Inoltre, la difesa regionale dà atto che i lavori del tavolo tecnico sono proseguiti fino all’attivazione della procedura di licenziamento collettivo e a fronte di ciò il tavolo tecnico ha convenuto sulla possibile estensibilità degli effetti del citato art. 20 della legge reg. Siciliana n. 8 del 2017. Nella stessa sede è stata, nel contempo, evidenziata l’impossibilità dell’applicazione della legge reg. Siciliana n. 4 del 2006 e, nella considerazione della inderogabilità dei licenziamenti, è stato convenuto con le organizzazioni sindacali di richiedere la disponibilità dei lavoratori licenziandi ad un reinserimento nel bacino di cui all’art. 30 della legge reg. Siciliana n. 5 del 2014 a valere sulle risorse del bilancio regionale.

Conseguentemente, presso il competente Servizio centro per l’impiego di Palermo, sono stati sottoscritti gli accordi con le OO.SS. e i singoli lavoratori (per un numero di 92 unità) per il reinserimento nell’elenco di cui all’art. 30 della legge reg. Siciliana n. 5 del 2014.

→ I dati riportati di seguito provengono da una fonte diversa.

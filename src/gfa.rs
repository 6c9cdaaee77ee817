//! GFA 1.0 reader and writer.
//!
//! The merger speaks the subset of GFA that variation graphs need: S
//! records with literal sequence, L records with trivial (`0M` or `*`)
//! overlaps, and P records whose steps visit whole nodes. Node names must
//! be decimal integers.

use std::fs::File;
use std::io::{self, BufRead, BufReader, Write};
use std::path::Path as FsPath;

use crate::error::{CoreGraphError, Result};
use crate::variation_graph::{Edge, Mapping, Path, VariationGraph};

fn bad_record(path: &str, line_no: usize, reason: &str) -> CoreGraphError {
    CoreGraphError::InputRead {
        path: path.to_string(),
        reason: format!("line {}: {}", line_no, reason),
    }
}

/// Load a variation graph from a GFA file
pub fn read_gfa(path: &str) -> Result<VariationGraph> {
    let file = File::open(FsPath::new(path)).map_err(|e| CoreGraphError::InputRead {
        path: path.to_string(),
        reason: e.to_string(),
    })?;
    parse_gfa(BufReader::new(file), path)
}

/// Parse GFA records from a reader. `label` names the source in errors.
pub fn parse_gfa<R: BufRead>(reader: R, label: &str) -> Result<VariationGraph> {
    let mut graph = VariationGraph::new();
    // P records may reference nodes declared later, so they are replayed
    // after all S records are in.
    let mut pending_paths: Vec<(usize, String, String)> = Vec::new();

    for (idx, line) in reader.lines().enumerate() {
        let line_no = idx + 1;
        let line = line.map_err(|e| CoreGraphError::InputRead {
            path: label.to_string(),
            reason: e.to_string(),
        })?;
        if line.is_empty() {
            continue;
        }
        let fields: Vec<&str> = line.split('\t').collect();
        match fields[0] {
            "S" => {
                if fields.len() < 3 {
                    return Err(bad_record(label, line_no, "S record needs name and sequence"));
                }
                let id: usize = fields[1]
                    .parse()
                    .map_err(|_| bad_record(label, line_no, "S record name is not an integer"))?;
                if fields[2] == "*" || fields[2].is_empty() {
                    return Err(bad_record(label, line_no, "S record without literal sequence"));
                }
                graph.add_node(id, fields[2].as_bytes().to_vec());
            }
            "L" => {
                if fields.len() < 5 {
                    return Err(bad_record(label, line_no, "L record needs four link fields"));
                }
                let from: usize = fields[1]
                    .parse()
                    .map_err(|_| bad_record(label, line_no, "L record from-name is not an integer"))?;
                let to: usize = fields[3]
                    .parse()
                    .map_err(|_| bad_record(label, line_no, "L record to-name is not an integer"))?;
                let from_start = match fields[2] {
                    "+" => false,
                    "-" => true,
                    _ => return Err(bad_record(label, line_no, "L record orientation must be + or -")),
                };
                let to_end = match fields[4] {
                    "+" => false,
                    "-" => true,
                    _ => return Err(bad_record(label, line_no, "L record orientation must be + or -")),
                };
                if let Some(overlap) = fields.get(5) {
                    if *overlap != "0M" && *overlap != "*" {
                        return Err(bad_record(label, line_no, "only 0M or * overlaps are supported"));
                    }
                }
                graph.add_edge(Edge::from_flags(from, to, from_start, to_end));
            }
            "P" => {
                if fields.len() < 3 {
                    return Err(bad_record(label, line_no, "P record needs a name and steps"));
                }
                pending_paths.push((line_no, fields[1].to_string(), fields[2].to_string()));
            }
            // headers and anything newer than GFA 1.0 are skipped
            _ => {}
        }
    }

    for (line_no, name, steps) in pending_paths {
        let mut path = Path::new(name);
        for step in steps.split(',') {
            if step.is_empty() {
                continue;
            }
            let (id_str, orient) = step.split_at(step.len() - 1);
            let is_reverse = match orient {
                "+" => false,
                "-" => true,
                _ => return Err(bad_record(label, line_no, "path step must end in + or -")),
            };
            let id: usize = id_str
                .parse()
                .map_err(|_| bad_record(label, line_no, "path step name is not an integer"))?;
            let node_length = graph
                .node_length(id)
                .ok_or_else(|| bad_record(label, line_no, "path step visits an unknown node"))?;
            path.mappings.push(Mapping::full_node(id, node_length, is_reverse));
        }
        graph.add_path(path);
    }

    Ok(graph)
}

/// Write a variation graph as GFA 1.0
pub fn write_gfa<W: Write>(graph: &VariationGraph, writer: &mut W) -> io::Result<()> {
    writeln!(writer, "H\tVN:Z:1.0")?;

    let mut ids: Vec<usize> = graph.nodes.keys().copied().collect();
    ids.sort_unstable();
    for id in ids {
        let node = &graph.nodes[&id];
        writeln!(writer, "S\t{}\t{}", id, String::from_utf8_lossy(&node.sequence))?;
    }

    let mut edges: Vec<Edge> = graph.edges.iter().copied().collect();
    edges.sort_unstable();
    for edge in edges {
        writeln!(
            writer,
            "L\t{}\t{}\t{}\t{}\t0M",
            edge.from.node_id(),
            edge.from.orientation_char(),
            edge.to.node_id(),
            edge.to.orientation_char()
        )?;
    }

    for path in &graph.paths {
        let steps = path
            .mappings
            .iter()
            .map(|m| {
                format!(
                    "{}{}",
                    m.position.node_id,
                    if m.position.is_reverse { '-' } else { '+' }
                )
            })
            .collect::<Vec<_>>()
            .join(",");
        writeln!(writer, "P\t{}\t{}\t*", path.name, steps)?;
    }

    Ok(())
}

Quindi, ad avviso della Regione, il processo di assegnazione in utilizzazione non comporta l’instaurazione di alcun rapporto di lavoro in quanto rimane nell’alveo dei lavori socialmente utili.

Analoghe considerazioni sono, poi, svolte dalla difesa regionale, in relazione al comma 2 dell’art. 13 della legge reg. Siciliana n. 17 del 2019, in quanto nel numero complessivo di 149 lavoratori già facenti parte del regime transitorio disciplinati dall’art. 20 della legge reg. Siciliana n. 8 del 2017, rientrano anche alcuni lavoratori che, sebbene a suo tempo assunti e/o stabilizzati dalla società Almaviva, sono stati poi dalla detta società trasferiti alla società Exprivia Projeects srl.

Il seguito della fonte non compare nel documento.